GELİNEN NOKTADA ÜLKE TARIMININ HALİ

Tarımsal üretim, dağıtım ve pazarlamada rol alan tüm kurumlar ya satıldı ya da kapatıldı. İlaç, gübre, mazot gibi artan girdi maliyetleri üretimi olumsuz etkiliyor. Destekler yetersiz hatta çoğu alınamaz durumda. İthalat baskısı ürün fiyatlarını düşürüyor. Aracılar, tüccarlar kazanırken köylü ucuza satıyor, halk pahalı tüketiyor. Şirketler tarıma el attılar. Kredi, hibe, vergi indirimi vb. olanaklardan faydalanıyorlar. AKP, tarıma değil, rafa destek veriyor. Dünya Gıda Günü’nde tarım bakanı boşuna “Tedarik zincirini risklere karşı daha da güçlendirmek için Gıda Arz Güvenliği Daire Başkanlığını kurduklarını” söylemiyor

İTHALAT BİRİNCİL TARIM POLİTİKASI HALİNE GELDİ

“Et, mısır, ayçiçeği, soya, buğday, arpa, saman, pamuk ne varsa ithal ediyoruz.
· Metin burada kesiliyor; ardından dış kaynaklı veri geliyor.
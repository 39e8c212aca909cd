//! Trusted-satellite whitelist.
//!
//! A storage node only honors order limits signed by satellites it has been
//! configured to trust. The whitelist maps satellite node ids to the public
//! keys that authenticate them; an order limit from any other issuer is
//! rejected with `PermissionDenied` before any disk or bandwidth is spent.

use std::collections::HashMap;

use parking_lot::RwLock;

use orbit_common::error::{Error, Result};
use orbit_common::id::NodeId;
use orbit_common::identity::PublicKey;

#[derive(Debug, Default)]
pub struct TrustedSatellites {
    entries: RwLock<HashMap<NodeId, PublicKey>>,
}

impl TrustedSatellites {
    #[must_use]
    pub fn new() -> Self {
        Self::default()
    }

    /// Register a satellite. The id is recomputed from the key so a
    /// mismatched configuration entry cannot poison the whitelist.
    pub fn add(&self, public_key: PublicKey) -> NodeId {
        let node_id = public_key.node_id();
        self.entries.write().insert(node_id, public_key);
        node_id
    }

    pub fn get(&self, satellite: &NodeId) -> Result<PublicKey> {
        self.entries
            .read()
            .get(satellite)
            .copied()
            .ok_or_else(|| Error::permission_denied(format!("untrusted satellite {}", satellite)))
    }

    #[must_use]
    pub fn is_trusted(&self, satellite: &NodeId) -> bool {
        self.entries.read().contains_key(satellite)
    }

    #[must_use]
    pub fn ids(&self) -> Vec<NodeId> {
        self.entries.read().keys().copied().collect()
    }
}
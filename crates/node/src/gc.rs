//! Garbage collection and TTL expiry.
//!
//! The satellite snapshots its pointer DB, builds a bloom filter of every
//! derived piece id it believes this node holds, and ships it with a
//! `created_before` watermark. The node deletes pieces that are absent from
//! the filter AND older than the watermark — the watermark protects pieces
//! whose upload committed after the snapshot was taken. Bloom false
//! positives only retain garbage until the next cycle; live pieces are never
//! deleted.
//!
//! The expiry sweep walks piece headers and deletes pieces whose order limit
//! carried a `piece_expiration` in the past. Files whose header cannot be
//! read are quarantined by the open path and counted as failed here; the
//! status summary is what the node reports back to the satellite.

use tracing::{info, warn};

use orbit_common::error::Result;
use orbit_common::id::{NodeId, PieceId};
pub use orbit_proto::{GcSummary, RetainRequest};

use crate::pieces::PieceStore;

/// Delete pieces for `satellite` that the retain filter no longer covers.
pub fn apply_retain(
    store: &PieceStore,
    satellite: NodeId,
    request: &RetainRequest,
) -> Result<GcSummary> {
    let mut summary = GcSummary::default();
    for info in store.list(&satellite)? {
        summary.checked += 1;
        if request.filter.contains(&info.key) {
            continue;
        }
        if info.modified_ms >= request.created_before_ms {
            // committed after the satellite snapshot; not provably garbage
            continue;
        }
        let piece = PieceId(info.key);
        match store.delete(satellite, piece) {
            Ok(true) => {
                summary.deleted += 1;
                summary.reclaimed_bytes += info.size;
            }
            Ok(false) => {}
            Err(err) => {
                warn!(%satellite, %piece, %err, "retain: delete failed");
                summary.failed += 1;
            }
        }
    }
    info!(
        %satellite,
        checked = summary.checked,
        deleted = summary.deleted,
        reclaimed = summary.reclaimed_bytes,
        "retain pass complete"
    );
    Ok(summary)
}

/// Delete pieces whose `piece_expiration` has passed.
pub fn sweep_expired(store: &PieceStore, satellite: NodeId, now_ms: u64) -> Result<GcSummary> {
    let mut summary = GcSummary::default();
    for info in store.list(&satellite)? {
        summary.checked += 1;
        let piece = PieceId(info.key);
        let expiration = match store.open(satellite, piece) {
            Ok(reader) => reader.header().order_limit.piece_expiration_ms,
            Err(err) => {
                // open already quarantined unreadable files
                warn!(%satellite, %piece, %err, "expiry sweep: unreadable piece");
                summary.failed += 1;
                continue;
            }
        };
        if matches!(expiration, Some(exp) if exp < now_ms) {
            match store.delete(satellite, piece) {
                Ok(true) => {
                    summary.deleted += 1;
                    summary.reclaimed_bytes += info.size;
                }
                Ok(false) => {}
                Err(err) => {
                    warn!(%satellite, %piece, %err, "expiry sweep: delete failed");
                    summary.failed += 1;
                }
            }
        }
    }
    if summary.deleted > 0 || summary.failed > 0 {
        info!(
            %satellite,
            deleted = summary.deleted,
            failed = summary.failed,
            "expiry sweep complete"
        );
    }
    Ok(summary)
}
Hadi üretimi az olanı ithal ediyoruz ama fazla ürettiğimizi de ithal ediyoruz” diyen Başkavak şu değerlendirmelerde bulundu: “Çayın başkenti Rize Çay ithalatı şampiyonu oldu haberleri hepimiz okuduk. 17 bin 200 ton çay ithalatıyla Rize rekora koşmuş. Azerbaycan’dan 300 ton çay ithalatı için Cumhurbaşkanı kararnamesi tartışıldı ama Ziraat Mühendisleri Odası Bursa Şubesi raporuna göre 2021’de 20 bin ton çay ithalatı yapıldı. Kapitalist dünya böyle; bir yanda tarım ürünleri ve gıda stokları oluştururken diğer yanda da işçi sınıfı ve ezilen halk kitlelerine açlığı dayatıyor. Üretim çok ama bölüşümde adalet yok.

Tarım alanlarımız yok ediliyor. Suyumuz, toprağımız talan ediliyor. Artan girdi maliyetleri  nedeniyle üretim düşüyor. Ürün fiyatı emeği karşılamıyor. Aracılar, tüccarlar, Tekelleşmiş şirket tarımı hakim oluyor. İthalatçı olduk. Sanayiciler ve ihracatçılar karşısında. Yok olmamak ve ayakta kalabilmek için el birliği, akıl birliği, güç birliği ihtiyacı var.

DENENMEYEN NE KALDI

Karadenizli bakanlar denendi. Karadenizli başbakan denendi. Karadenizli cumhurbaşkanı denendi. TMO devreye sokuldu. Sözleşmeli üretim yaygınlaştırıldı. Sonuç: Hüsran. Çünkü ülke tarımı çökertiliyor ve fındık da bunun parçası durumundadır. İşte dün mecliste açıklanan 2023 bütçesinde tarım desteklerine ayrılan pay buna örnektir. 2022’de tarıma 46 milyar TL destek ayrılırken 2023’te 54 milyar TL ayrılacak. Artış yüzde 16. gübre ve mazotta son bir yılın artışı yüzde 300. Bırakalım tarım kanununu tarım girdilerinin artışına denk bir artış bile yok. Kur korumalı mevduata eylül ayı sonuna kadar toplam harcanan para 85 milyar TL. Tarıma ayrılanın neredeyse 2 katı. İşçinin emekçinin sofrasını değil, zenginlerin servetini korumak için çalışıyorlar.

Ülkede Ferrero, Progıda ve Stelliferi gibi dünyada da Monsanto ve Bayer gibi şirketler büyüdüğü sürece küçük aile çiftçiliği azalacaktır. IMF, DB, DTÖ ve AB bu şirketlerin çıkarını gözetiyorlar. Burjuva siyasi partilerin kurdukları ve kuracakları hükümetler emperyalist dayatmaların iş birlikçi uygulayıcıları oluyorlar. Oyu halktan alıyorlar ama hizmeti tarım ve gıda tekellerine yapıyorlar. Tohumda, ilaçta, gübrede bağımlılık tarım ve gıda da bağımlılık demektir. Bu da siyasi bağımlılık demektir. Varlığını doğanın yağmalanması ve insanın sömürülmesi üzerine kuran bu sistemin değişmesi için mücadele şart. Bir araya gelip, örgütlenmek şart.”